Ian Kasnoff on Instagram -- "Built me an UltraLargeFormat camera out of a trailer. Though, I'll shoot with anything."
posted by filthy light thief at 7:09 PM on May 15, 2017


Ahhh, BlueDuke is right. Forgot about the diffraction limit. Was thinking more of the high depth of field, but yeah, to get all those pixels for real you'd need a bigger lens. They did make 'em, but not sure you can get them yet in military surplus.
posted by Bringer Tom at 7:12 PM on May 15, 2017


I was just impressed by the fact that he built something amazing from scratch and continues to evolve it, while I just go online and click a few times.

Oh, absolutely, and I wasn't in any way knocking the coolness of the trailer-cam. A large camera-obscura is a very neat thing to experience. Back when I regularly taught imaging science, I would always have a day when I would cover all the classroom windows with aluminum foil save for a small region where I could place apertures of different size. The bright Arizona sunshine was sufficient to fill the walls and ceiling of the classroom with stunning images of blue sky, palm trees, mountains, and students bustling back and forth between the buildings. Changing the aperture size would simultaneously change the brightness and sharpness of the images.

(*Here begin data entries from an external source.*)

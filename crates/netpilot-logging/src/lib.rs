pub mod config;
pub mod fs;
pub mod init;
pub mod retention;
pub mod targets;
pub mod watch;

pub use config::LoggingConfig;
pub use init::{apply, init, LoggingGuards};
pub use retention::run_retention;
pub use watch::spawn_watcher;
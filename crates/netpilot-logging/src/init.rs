use std::path::Path;

use anyhow::Result;
use once_cell::sync::OnceCell;
use tracing_appender::non_blocking::WorkerGuard;
use tracing_error::ErrorLayer;
use tracing_log::LogTracer;
use tracing_subscriber::filter::{LevelFilter, Targets};
use tracing_subscriber::reload;
use tracing_subscriber::util::SubscriberInitExt;
use tracing_subscriber::{fmt, layer::SubscriberExt, EnvFilter, Layer, Registry};

use crate::config::LoggingConfig;
use crate::targets::{file_name, SUBSYSTEMS, T_DNS, T_HSM, T_NET, T_ROUTE};

static RELOAD: OnceCell<reload::Handle<EnvFilter, Registry>> = OnceCell::new();

/// Keeps the non-blocking file writers alive; drop it last.
pub struct LoggingGuards {
    _file_guards: Vec<WorkerGuard>,
}

/// Installs the global subscriber: stdout, `<root>/logs/<component>.log`, and
/// one file per subsystem target. Messages with a subsystem target go only to
/// that subsystem's file and stdout.
pub fn init(component: &str, root: &Path, cfg: &LoggingConfig) -> Result<LoggingGuards> {
    let filter = build_filter(cfg);
    let (filter_layer, handle) = reload::Layer::new(filter);
    let _ = RELOAD.set(handle);

    let stdout_layer = fmt::layer()
        .with_target(true)
        .with_level(true)
        .with_thread_ids(true)
        .with_line_number(true)
        .compact();

    let log_dir = root.join("logs");
    let mut warn_msg: Option<String> = None;

    let base = tracing_subscriber::registry()
        .with(filter_layer)
        .with(ErrorLayer::default())
        .with(stdout_layer);

    let mut guards = Vec::new();

    if let Err(err) = std::fs::create_dir_all(&log_dir) {
        base.try_init().ok();
        let _ = LogTracer::init();
        tracing::warn!("File logging disabled ({}): {}", log_dir.display(), err);
        return Ok(LoggingGuards {
            _file_guards: guards,
        });
    }

    #[cfg(unix)]
    {
        use std::os::unix::fs::PermissionsExt;
        if let Err(err) =
            std::fs::set_permissions(&log_dir, std::fs::Permissions::from_mode(0o2750))
        {
            warn_msg = Some(format!(
                "Failed to set log directory permissions ({}): {}",
                log_dir.display(),
                err
            ));
        }
    }

    let component_appender = tracing_appender::rolling::daily(&log_dir, file_name(component));
    let (component_writer, component_guard) = tracing_appender::non_blocking(component_appender);
    let component_layer = fmt::layer()
        .with_target(true)
        .with_level(true)
        .with_thread_ids(true)
        .with_line_number(true)
        .with_ansi(false)
        .compact()
        .with_writer(component_writer)
        .with_filter(component_targets());
    guards.push(component_guard);

    let (net_layer, net_guard) = subsystem_layer(&log_dir, T_NET);
    let (route_layer, route_guard) = subsystem_layer(&log_dir, T_ROUTE);
    let (dns_layer, dns_guard) = subsystem_layer(&log_dir, T_DNS);
    let (hsm_layer, hsm_guard) = subsystem_layer(&log_dir, T_HSM);
    guards.extend([net_guard, route_guard, dns_guard, hsm_guard]);

    let registry = base
        .with(component_layer)
        .with(net_layer)
        .with(route_layer)
        .with(dns_layer)
        .with(hsm_layer);

    registry.try_init().ok();
    let _ = LogTracer::init();

    if let Some(message) = warn_msg {
        tracing::warn!("{message}");
    }

    Ok(LoggingGuards {
        _file_guards: guards,
    })
}

/// Swaps the live filter for the one `cfg` describes.
pub fn apply(cfg: &LoggingConfig) -> Result<()> {
    let handle = RELOAD
        .get()
        .ok_or_else(|| anyhow::anyhow!("logging not initialized"))?;
    handle.reload(build_filter(cfg))?;
    tracing::info!(
        "Logging reconfigured (enabled={}, level={})",
        cfg.enabled,
        cfg.level
    );
    Ok(())
}

pub(crate) fn build_filter(cfg: &LoggingConfig) -> EnvFilter {
    if !cfg.enabled {
        return EnvFilter::new("off");
    }
    EnvFilter::try_new(cfg.level.clone()).unwrap_or_else(|_| EnvFilter::new("info"))
}

fn component_targets() -> Targets {
    SUBSYSTEMS.iter().fold(
        Targets::new().with_default(LevelFilter::TRACE),
        |targets, target| targets.with_target(*target, LevelFilter::OFF),
    )
}

fn subsystem_layer<S>(
    log_dir: &Path,
    target: &'static str,
) -> (impl tracing_subscriber::Layer<S> + Send + Sync, WorkerGuard)
where
    S: tracing::Subscriber + for<'a> tracing_subscriber::registry::LookupSpan<'a>,
{
    let appender = tracing_appender::rolling::daily(log_dir, file_name(target));
    let (writer, guard) = tracing_appender::non_blocking(appender);
    let layer = fmt::layer()
        .with_target(true)
        .with_level(true)
        .with_thread_ids(true)
        .with_line_number(true)
        .with_ansi(false)
        .compact()
        .with_writer(writer)
        .with_filter(Targets::new().with_target(target, LevelFilter::TRACE));
    (layer, guard)
}

#[cfg(test)]
mod tests {
    use super::*;

    #[test]
    fn disabled_config_turns_everything_off() {
        let cfg = LoggingConfig {
            enabled: false,
            ..LoggingConfig::default()
        };
        assert_eq!(build_filter(&cfg).max_level_hint(), Some(LevelFilter::OFF));
    }

    #[test]
    fn bad_directive_falls_back_to_info() {
        let cfg = LoggingConfig {
            level: "route=notalevel".to_string(),
            ..LoggingConfig::default()
        };
        assert_eq!(build_filter(&cfg).max_level_hint(), Some(LevelFilter::INFO));
    }
}
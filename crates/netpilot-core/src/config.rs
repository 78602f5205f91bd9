use std::fs;
use std::net::{IpAddr, Ipv4Addr};
use std::path::{Path, PathBuf};
use std::time::Duration;

use serde::{Deserialize, Serialize};
use tracing::{info, warn};

use crate::error::{CoreError, Result};
use crate::types::NetworkType;

pub const CONFIG_FILENAME: &str = "netpilot.json";
pub const DEFAULT_INET_CONDITION_DEBOUNCE_UP_MS: u64 = 500;
pub const DEFAULT_INET_CONDITION_DEBOUNCE_DOWN_MS: u64 = 3000;
pub const DEFAULT_ROUTE_RECURSION_CAP: u32 = 10;
pub const DEFAULT_WAKELOCK_TIMEOUT_MS: u64 = 60_000;
pub const DEFAULT_CONNECTIVITY_CHANGE_DELAY_MS: u64 = 3000;
pub const DEFAULT_DNS_SERVER: IpAddr = IpAddr::V4(Ipv4Addr::new(8, 8, 8, 8));
pub const DEFAULT_DUAL_PREFERRED_METRIC: u32 = 0;
pub const DEFAULT_DUAL_OTHER_METRIC: u32 = 10;

/// Which branch of the state machine runs under the root state. Smart and FMC
/// are never active together.
#[derive(Debug, Clone, Copy, Default, PartialEq, Eq, Serialize, Deserialize)]
#[serde(rename_all = "snake_case")]
pub enum Variant {
    #[default]
    Single,
    Smart,
    Fmc,
}

/// Static per-type configuration, parsed from
/// `name,type,radio,priority,restoreTimeMs,dependencyMet[,metered]`.
#[derive(Debug, Clone, PartialEq, Eq, Serialize)]
pub struct NetworkConfig {
    pub name: String,
    pub network_type: NetworkType,
    pub radio: NetworkType,
    /// Lower value wins.
    pub priority: i32,
    pub restore_time: Option<Duration>,
    pub dependency_met: bool,
    pub metered: bool,
}

impl NetworkConfig {
    pub fn parse(entry: &str) -> Result<Self> {
        let fields: Vec<&str> = entry.split(',').map(str::trim).collect();
        if fields.len() < 6 || fields.len() > 7 {
            return Err(CoreError::network_attribute(
                entry,
                format!("expected 6 or 7 fields, got {}", fields.len()),
            ));
        }

        let parse_type = |raw: &str| -> Result<NetworkType> {
            let value = raw
                .parse::<i64>()
                .map_err(|e| CoreError::network_attribute(entry, e.to_string()))?;
            NetworkType::from_i64(value)
        };
        let parse_bool = |raw: &str| -> Result<bool> {
            raw.parse::<bool>()
                .map_err(|e| CoreError::network_attribute(entry, e.to_string()))
        };

        let name = fields[0].to_string();
        if name.is_empty() {
            return Err(CoreError::network_attribute(entry, "empty name"));
        }
        let network_type = parse_type(fields[1])?;
        let radio = parse_type(fields[2])?;
        let priority = fields[3]
            .parse::<i32>()
            .map_err(|e| CoreError::network_attribute(entry, e.to_string()))?;
        let restore_ms = fields[4]
            .parse::<i64>()
            .map_err(|e| CoreError::network_attribute(entry, e.to_string()))?;
        let restore_time = (restore_ms > 0).then(|| Duration::from_millis(restore_ms as u64));
        let dependency_met = parse_bool(fields[5])?;
        let metered = match fields.get(6) {
            Some(raw) => parse_bool(raw)?,
            None => network_type.is_mobile(),
        };

        Ok(Self {
            name,
            network_type,
            radio,
            priority,
            restore_time,
            dependency_met,
            metered,
        })
    }

    /// A network is a default network when it is its radio's primary type.
    pub fn is_default(&self) -> bool {
        self.network_type == self.radio
    }
}

/// Radio declaration parsed from `radio,simultaneity`.
#[derive(Debug, Clone, Copy, PartialEq, Eq, Serialize)]
pub struct RadioAttributes {
    pub radio: NetworkType,
    pub simultaneity: u32,
}

impl RadioAttributes {
    pub fn parse(entry: &str) -> Result<Self> {
        let fields: Vec<&str> = entry.split(',').map(str::trim).collect();
        if fields.len() != 2 {
            return Err(CoreError::radio_attribute(
                entry,
                format!("expected 2 fields, got {}", fields.len()),
            ));
        }
        let radio = fields[0]
            .parse::<i64>()
            .map_err(|e| CoreError::radio_attribute(entry, e.to_string()))
            .and_then(NetworkType::from_i64)?;
        let simultaneity = fields[1]
            .parse::<u32>()
            .map_err(|e| CoreError::radio_attribute(entry, e.to_string()))?;
        Ok(Self {
            radio,
            simultaneity,
        })
    }
}

/// Immutable network table, indexed by network type.
#[derive(Debug, Clone)]
pub struct NetworkTable {
    configs: Vec<Option<NetworkConfig>>,
    radios: Vec<Option<RadioAttributes>>,
    priority_order: Vec<NetworkType>,
}

impl NetworkTable {
    /// Bad entries are skipped with a warning; the rest still load.
    pub fn parse(networks: &[String], radios: &[String]) -> Self {
        let slots = NetworkType::MAX.index() + 1;
        let mut radio_table: Vec<Option<RadioAttributes>> = vec![None; slots];
        for entry in radios {
            match RadioAttributes::parse(entry) {
                Ok(radio) if radio_table[radio.radio.index()].is_some() => {
                    warn!("Ignoring duplicate radio {} in '{}'", radio.radio, entry);
                }
                Ok(radio) => radio_table[radio.radio.index()] = Some(radio),
                Err(err) => warn!("Skipping radio entry: {}", err),
            }
        }

        let mut configs: Vec<Option<NetworkConfig>> = vec![None; slots];
        for entry in networks {
            let config = match NetworkConfig::parse(entry) {
                Ok(config) => config,
                Err(err) => {
                    warn!("Skipping network entry: {}", err);
                    continue;
                }
            };
            if radio_table[config.radio.index()].is_none() {
                warn!(
                    "Skipping network '{}': radio {} is not declared",
                    config.name, config.radio
                );
                continue;
            }
            let slot = &mut configs[config.network_type.index()];
            if slot.is_some() {
                warn!(
                    "Skipping duplicate definition for network type {}",
                    config.network_type
                );
                continue;
            }
            *slot = Some(config);
        }

        let mut priority_order: Vec<NetworkType> = configs
            .iter()
            .flatten()
            .map(|config| config.network_type)
            .collect();
        priority_order.sort_by_key(|t| {
            configs[t.index()]
                .as_ref()
                .map(|c| c.priority)
                .unwrap_or(i32::MAX)
        });

        Self {
            configs,
            radios: radio_table,
            priority_order,
        }
    }

    pub fn get(&self, network_type: NetworkType) -> Option<&NetworkConfig> {
        self.configs.get(network_type.index()).and_then(Option::as_ref)
    }

    pub fn radio(&self, radio: NetworkType) -> Option<&RadioAttributes> {
        self.radios.get(radio.index()).and_then(Option::as_ref)
    }

    pub fn is_configured(&self, network_type: NetworkType) -> bool {
        self.get(network_type).is_some()
    }

    pub fn is_default(&self, network_type: NetworkType) -> bool {
        self.get(network_type).map_or(false, NetworkConfig::is_default)
    }

    pub fn priority(&self, network_type: NetworkType) -> Option<i32> {
        self.get(network_type).map(|c| c.priority)
    }

    /// Configured types, best priority first.
    pub fn priority_order(&self) -> &[NetworkType] {
        &self.priority_order
    }

    pub fn configs(&self) -> impl Iterator<Item = &NetworkConfig> {
        self.configs.iter().flatten()
    }
}

/// Tunables for the connectivity core, loaded from `netpilot.json`.
#[derive(Debug, Clone, Serialize, Deserialize)]
#[serde(default)]
pub struct CoreConfig {
    pub networks: Vec<String>,
    pub radios: Vec<String>,
    pub variant: Variant,
    pub default_network_preference: NetworkType,
    pub inet_condition_debounce_up_ms: u64,
    pub inet_condition_debounce_down_ms: u64,
    pub route_recursion_cap: u32,
    pub wakelock_timeout_ms: u64,
    pub connectivity_change_delay_ms: u64,
    pub default_dns_server: IpAddr,
    pub dual_preferred_metric: u32,
    pub dual_other_metric: u32,
}

impl Default for CoreConfig {
    fn default() -> Self {
        Self {
            networks: [
                "wifi,1,1,1,-1,true",
                "mobile,0,0,2,-1,true",
                "mobile_mms,2,0,3,60000,true",
                "mobile_supl,3,0,3,60000,true",
                "mobile_dun,4,0,4,60000,true",
                "mobile_hipri,5,0,3,60000,true",
                "mobile_fota,10,0,3,60000,true",
                "mobile_ims,11,0,3,-1,true",
                "mobile_cbs,12,0,3,60000,true",
                "bluetooth,7,7,1,-1,true",
                "ethernet,9,9,0,-1,true",
            ]
            .iter()
            .map(|s| s.to_string())
            .collect(),
            radios: ["1,1", "0,7", "7,1", "9,1"]
                .iter()
                .map(|s| s.to_string())
                .collect(),
            variant: Variant::Single,
            default_network_preference: NetworkType::WIFI,
            inet_condition_debounce_up_ms: DEFAULT_INET_CONDITION_DEBOUNCE_UP_MS,
            inet_condition_debounce_down_ms: DEFAULT_INET_CONDITION_DEBOUNCE_DOWN_MS,
            route_recursion_cap: DEFAULT_ROUTE_RECURSION_CAP,
            wakelock_timeout_ms: DEFAULT_WAKELOCK_TIMEOUT_MS,
            connectivity_change_delay_ms: DEFAULT_CONNECTIVITY_CHANGE_DELAY_MS,
            default_dns_server: DEFAULT_DNS_SERVER,
            dual_preferred_metric: DEFAULT_DUAL_PREFERRED_METRIC,
            dual_other_metric: DEFAULT_DUAL_OTHER_METRIC,
        }
    }
}

impl CoreConfig {
    pub fn config_path(root: &Path) -> PathBuf {
        root.join(CONFIG_FILENAME)
    }

    /// A missing file yields the defaults; an unreadable or malformed one is an error.
    pub fn load(path: &Path) -> Result<Self> {
        let contents = match fs::read_to_string(path) {
            Ok(contents) => contents,
            Err(err) if err.kind() == std::io::ErrorKind::NotFound => {
                info!("No config at {}, using defaults", path.display());
                return Ok(Self::default());
            }
            Err(err) => {
                return Err(CoreError::io(format!("reading {}", path.display()), err));
            }
        };
        serde_json::from_str(&contents).map_err(|e| CoreError::Config {
            path: path.to_path_buf(),
            reason: e.to_string(),
        })
    }

    pub fn network_table(&self) -> NetworkTable {
        NetworkTable::parse(&self.networks, &self.radios)
    }

    pub fn debounce_up(&self) -> Duration {
        Duration::from_millis(self.inet_condition_debounce_up_ms)
    }

    pub fn debounce_down(&self) -> Duration {
        Duration::from_millis(self.inet_condition_debounce_down_ms)
    }

    pub fn wakelock_timeout(&self) -> Duration {
        Duration::from_millis(self.wakelock_timeout_ms)
    }

    pub fn connectivity_change_delay(&self) -> Duration {
        Duration::from_millis(self.connectivity_change_delay_ms)
    }
}

#[cfg(test)]
mod tests {
    use super::*;
    use tempfile::TempDir;

    fn strings(items: &[&str]) -> Vec<String> {
        items.iter().map(|s| s.to_string()).collect()
    }

    #[test]
    fn parses_network_attribute_string() {
        let cfg = NetworkConfig::parse("mobile_mms,2,0,3,60000,true").unwrap();
        assert_eq!(cfg.network_type, NetworkType::MOBILE_MMS);
        assert_eq!(cfg.radio, NetworkType::MOBILE);
        assert_eq!(cfg.restore_time, Some(Duration::from_secs(60)));
        assert!(!cfg.is_default());
        assert!(cfg.metered);

        let wifi = NetworkConfig::parse("wifi,1,1,1,-1,true,false").unwrap();
        assert!(wifi.is_default());
        assert_eq!(wifi.restore_time, None);
        assert!(!wifi.metered);
    }

    #[test]
    fn bad_entries_are_skipped() {
        let table = NetworkTable::parse(
            &strings(&[
                "wifi,1,1,1,-1,true",
                "wifi_again,1,1,5,-1,true",
                "broken",
                "future,42,42,1,-1,true",
                "wimax,6,6,1,-1,true",
                "mobile,0,0,2,-1,maybe",
                "mobile,0,0,2,-1,true",
            ]),
            &strings(&["1,1", "0,7", "nonsense"]),
        );

        assert!(table.is_configured(NetworkType::WIFI));
        assert_eq!(table.get(NetworkType::WIFI).unwrap().name, "wifi");
        // radio 6 was never declared
        assert!(!table.is_configured(NetworkType::WIMAX));
        assert!(table.is_configured(NetworkType::MOBILE));
        assert_eq!(table.configs().count(), 2);
    }

    #[test]
    fn priority_order_is_ascending() {
        let table = CoreConfig::default().network_table();
        let order = table.priority_order();
        assert_eq!(order[0], NetworkType::ETHERNET);
        let priorities: Vec<i32> = order.iter().map(|t| table.priority(*t).unwrap()).collect();
        let mut sorted = priorities.clone();
        sorted.sort();
        assert_eq!(priorities, sorted);
    }

    #[test]
    fn missing_config_file_yields_defaults() {
        let dir = TempDir::new().unwrap();
        let cfg = CoreConfig::load(&CoreConfig::config_path(dir.path())).unwrap();
        assert_eq!(cfg.route_recursion_cap, DEFAULT_ROUTE_RECURSION_CAP);
        assert_eq!(cfg.variant, Variant::Single);
    }

    #[test]
    fn partial_config_file_keeps_other_defaults() {
        let dir = TempDir::new().unwrap();
        let path = CoreConfig::config_path(dir.path());
        fs::write(&path, r#"{ "variant": "smart", "inet_condition_debounce_up_ms": 250 }"#)
            .unwrap();

        let cfg = CoreConfig::load(&path).unwrap();
        assert_eq!(cfg.variant, Variant::Smart);
        assert_eq!(cfg.debounce_up(), Duration::from_millis(250));
        assert_eq!(cfg.debounce_down(), Duration::from_millis(3000));
    }

    #[test]
    fn malformed_config_file_is_an_error() {
        let dir = TempDir::new().unwrap();
        let path = CoreConfig::config_path(dir.path());
        fs::write(&path, "{ not json").unwrap();
        assert!(matches!(
            CoreConfig::load(&path),
            Err(CoreError::Config { .. })
        ));
    }
}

If you've never tried it, I heartily recommend it. Just pick a window that looks out on a sunny location, and be really careful to seal up all the light leaks (use painters tape to secure the foil all the way out to the edge of the window frame or wall inset).
posted by BlueDuke at 7:27 PM on May 15, 2017 [1 favorite]


I've seen this one near Roanoke, VA; very neat. I also like looking for accidental pinhole cameras in leafy shadows. I predict an increased image in pinhole cameras as August 21 approaches.
posted by TedW at 6:25 AM on May 16, 2017 [2 favorites]


(I meant interest, not image. Interesting failure of autocorrect.)
posted by TedW at 7:08 AM on May 16, 2017


>>I've seen this one near Roanoke, VA

TedW beat me to it, but I want to call out Ian Ruhter (Insta) a little harder. He's doing wet plate collodion on gigantic glass negatives using a truck (and a house!) as his camera.
posted by Grimp0teuthis at 7:20 AM on May 16, 2017 [1 favorite]


Also, check out Abelardo Morell's camera obscura hotel room images. Mind. Blown.